The table will have approximately 700 different policies, each with approximately 200 records, so approximately 140,000 records in total.
Each month I am going to receive an Excel workbook containing revised information for some of the policies. I am going to need to upload the revised information into the tblPolicyStreams table, overwriting the existing information for those policies. I need to keep a backup of the data before I overwrite it and I will need to be able to run a query so that I can see all of the historical information we have ever had for each policy and be able to compare them side by side to see what has been changed.
So, my choices?
It would seem to be inefficient to take a backup copy of the entire tblPolicyStreams table each time, because only a handful of policies will be changed.
However, if I run a query to create a new table containing the current data for each policy, I am going to end up having a lot of 'historical' tables in the database.
So at the moment I am considering having one 'historic table' - say it's called tblOldPolicyStreams - where I append historical data when a policy is revised. The tblOldPolicyStreams would have an additional field called something like 'BACKUPDATE' so I can tell when the data was changed.
Is that a good way to go about this or am I missing a trick? Anything I should be aware of before diving in?
I have always found it useful to keep historical data. For instance, if you want to print out a copy of an old order for a customer, you will want the details of the salesman who took the order shown. This can be difficult if the salesman has left and someone else is looking after the customer.
What I do is this (adapted for your situation):
All of my records use Autonumber keys, so they last forever.
I would have two tables. The parent table would have unchanging policy data (usually customer-related stuff, but depending on how volatile your customer data is, it might be no more than the policy number and the date of first issue.
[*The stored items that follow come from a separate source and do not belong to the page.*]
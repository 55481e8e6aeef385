//! Schema-validated JSON property types.
//!
//! A schema type is a JSON codec with a JSON-Schema validator compiled
//! once at construction. Validation fills in declared `default`s for
//! missing object members before checking, so optional fields
//! materialize on both write and read.

use crate::envelope::crypto::{open, require_key, seal, EncryptionKey};
use crate::envelope::{read_chunks, write_chunks};
use crate::errors::{CodecError, Result};
use crate::row::Row;
use crate::types::json::stable_stringify;
use crate::types::{type_mismatch, PropertyType, Value, ValueKind};
use jsonschema::JSONSchema;
use std::fmt;

fn document<'a>(
    type_name: &'static str,
    property: &str,
    value: &'a Value,
) -> Result<&'a serde_json::Value> {
    match value {
        Value::Json(doc) => Ok(doc),
        other => Err(type_mismatch(type_name, property, &[ValueKind::Json], other)),
    }
}

/// Fill in `default`s declared for missing object members, recursively.
fn apply_defaults(schema: &serde_json::Value, instance: &mut serde_json::Value) {
    let properties = match schema.get("properties").and_then(serde_json::Value::as_object) {
        Some(p) => p,
        None => return,
    };
    let object = match instance.as_object_mut() {
        Some(o) => o,
        None => return,
    };
    for (name, member_schema) in properties {
        match object.get_mut(name) {
            Some(member) => apply_defaults(member_schema, member),
            None => {
                if let Some(default) = member_schema.get("default") {
                    let mut filled = default.clone();
                    apply_defaults(member_schema, &mut filled);
                    object.insert(name.clone(), filled);
                }
            }
        }
    }
}

/// A schema compiled once and shared by the plain and encrypted variants.
struct CompiledSchema {
    schema: serde_json::Value,
    compiled: JSONSchema,
}

impl CompiledSchema {
    fn new(property: &str, schema: serde_json::Value) -> Result<Self> {
        let compiled = JSONSchema::compile(&schema).map_err(|e| CodecError::SchemaInvalid {
            property: property.to_string(),
            errors: vec![format!("schema does not compile: {e}")],
            value: schema.clone(),
        })?;
        Ok(Self { schema, compiled })
    }

    /// Apply defaults, then validate; returns the defaults-applied
    /// document.
    fn check(&self, property: &str, doc: &serde_json::Value) -> Result<serde_json::Value> {
        let mut instance = doc.clone();
        apply_defaults(&self.schema, &mut instance);

        let errors: Option<Vec<String>> = match self.compiled.validate(&instance) {
            Ok(()) => None,
            Err(errors) => Some(errors.map(|e| e.to_string()).collect()),
        };
        if let Some(errors) = errors {
            return Err(CodecError::SchemaInvalid {
                property: property.to_string(),
                errors,
                value: instance,
            });
        }
        Ok(instance)
    }
}

impl fmt::Debug for CompiledSchema {
    fn fmt(&self, f: &mut fmt::Formatter<'_>) -> fmt::Result {
        f.debug_struct("CompiledSchema")
            .field("schema", &self.schema)
            .finish_non_exhaustive()
    }
}

/// JSON document validated against a schema, stored through the binary
/// envelope.
#[derive(Debug)]
pub struct SchemaType {
    property: String,
    schema: CompiledSchema,
}

impl SchemaType {
    /// Compile `schema` eagerly; a malformed schema fails fast.
    pub fn new(property: impl Into<String>, schema: serde_json::Value) -> Result<Self> {
        let property = property.into();
        let schema = CompiledSchema::new(&property, schema)?;
        Ok(Self { property, schema })
    }

    /// The schema this descriptor validates against.
    pub fn schema(&self) -> &serde_json::Value {
        &self.schema.schema
    }
}

impl PropertyType for SchemaType {
    fn property(&self) -> &str {
        &self.property
    }

    fn type_name(&self) -> &'static str {
        "schema"
    }

    fn validate(&self, value: &Value) -> Result<()> {
        let doc = document(self.type_name(), &self.property, value)?;
        self.schema.check(&self.property, doc).map(|_| ())
    }

    fn serialize(&self, row: &mut Row, value: &Value, _key: Option<&EncryptionKey>) -> Result<()> {
        let doc = document(self.type_name(), &self.property, value)?;
        let applied = self.schema.check(&self.property, doc)?;
        let payload = serde_json::to_vec(&applied).map_err(|e| CodecError::FormatInvalid {
            type_name: self.type_name(),
            property: self.property.clone(),
            message: format!("JSON encode failed: {e}"),
        })?;
        write_chunks(self.type_name(), row, &self.property, &payload)
    }

    fn deserialize(&self, row: &Row, _key: Option<&EncryptionKey>) -> Result<Value> {
        let payload = read_chunks(self.type_name(), row, &self.property)?;
        let doc: serde_json::Value =
            serde_json::from_slice(&payload).map_err(|e| CodecError::DecodeFailure {
                type_name: self.type_name(),
                property: self.property.clone(),
                message: format!("JSON decode failed: {e}"),
            })?;
        let applied = self.schema.check(&self.property, &doc)?;
        Ok(Value::Json(applied))
    }

    fn equal(&self, left: &Value, right: &Value) -> Result<bool> {
        let left = document(self.type_name(), &self.property, left)?;
        let right = document(self.type_name(), &self.property, right)?;
        Ok(left == right)
    }

    fn hash_bytes(&self, value: &Value) -> Result<Vec<u8>> {
        let doc = document(self.type_name(), &self.property, value)?;
        Ok(stable_stringify(doc).into_bytes())
    }
}

/// Encrypted twin of [`SchemaType`].
#[derive(Debug)]
pub struct EncryptedSchemaType {
    property: String,
    schema: CompiledSchema,
}

impl EncryptedSchemaType {
    /// Compile `schema` eagerly; a malformed schema fails fast.
    pub fn new(property: impl Into<String>, schema: serde_json::Value) -> Result<Self> {
        let property = property.into();
        let schema = CompiledSchema::new(&property, schema)?;
        Ok(Self { property, schema })
    }

    /// The schema this descriptor validates against.
    pub fn schema(&self) -> &serde_json::Value {
        &self.schema.schema
    }
}

impl PropertyType for EncryptedSchemaType {
    fn property(&self) -> &str {
        &self.property
    }

    fn type_name(&self) -> &'static str {
        "encrypted schema"
    }

    fn is_encrypted(&self) -> bool {
        true
    }

    fn validate(&self, value: &Value) -> Result<()> {
        let doc = document(self.type_name(), &self.property, value)?;
        self.schema.check(&self.property, doc).map(|_| ())
    }

    fn serialize(&self, row: &mut Row, value: &Value, key: Option<&EncryptionKey>) -> Result<()> {
        let key = require_key(self.type_name(), &self.property, key)?;
        let doc = document(self.type_name(), &self.property, value)?;
        let applied = self.schema.check(&self.property, doc)?;
        let plain = serde_json::to_vec(&applied).map_err(|e| CodecError::FormatInvalid {
            type_name: self.type_name(),
            property: self.property.clone(),
            message: format!("JSON encode failed: {e}"),
        })?;
        let sealed = seal(self.type_name(), &self.property, key, &plain)?;
        write_chunks(self.type_name(), row, &self.property, &sealed)
    }

    fn deserialize(&self, row: &Row, key: Option<&EncryptionKey>) -> Result<Value> {
        let key = require_key(self.type_name(), &self.property, key)?;
        let sealed = read_chunks(self.type_name(), row, &self.property)?;
        let plain = open(self.type_name(), &self.property, key, &sealed)?;
        let doc: serde_json::Value =
            serde_json::from_slice(&plain).map_err(|e| CodecError::DecodeFailure {
                type_name: self.type_name(),
                property: self.property.clone(),
                message: format!("JSON decode failed: {e}"),
            })?;
        let applied = self.schema.check(&self.property, &doc)?;
        Ok(Value::Json(applied))
    }

    fn equal(&self, left: &Value, right: &Value) -> Result<bool> {
        let left = document(self.type_name(), &self.property, left)?;
        let right = document(self.type_name(), &self.property, right)?;
        Ok(left == right)
    }

    /// Hash over the plaintext so repeated serializations agree.
    fn hash_bytes(&self, value: &Value) -> Result<Vec<u8>> {
        let doc = document(self.type_name(), &self.property, value)?;
        Ok(stable_stringify(doc).into_bytes())
    }
}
All of the other data goes into a child table, with multiple records for each policy. Each of the records carries a creation date and a checkbox which indicates which record is current.
The editing form shows the header record details and the current child record details. It also has a listbox with two values: CURRENT and HISTORICAL. The former is the default and ensures that the current data is displayed. If you select the latter, a list box, normally hidden becomes visible and shows the date of issue of the various amendments. Selecting one of these, causes the selected version to be displayed.
Very importantly, there is a cautionary message warning that the record on display is not current.
There is another listbox with two values: NEW and UPDATE. This determines whether a new current record is created(taking over the checkbox tick), or you are simply correcting an error. Note that only the current record can be updated. Once a record has lost the current checkbox tick, it cannot be modified thereafter. After all we don't want people rewriting history, do we !
I hope this stuff gives you a few ideas.
This should give you some ideas: Slowly changing dimension - Wikipedia, the free encyclopedia
I use type 4 - simple, straightforward, normalised, standard (follow up the link to change data capture)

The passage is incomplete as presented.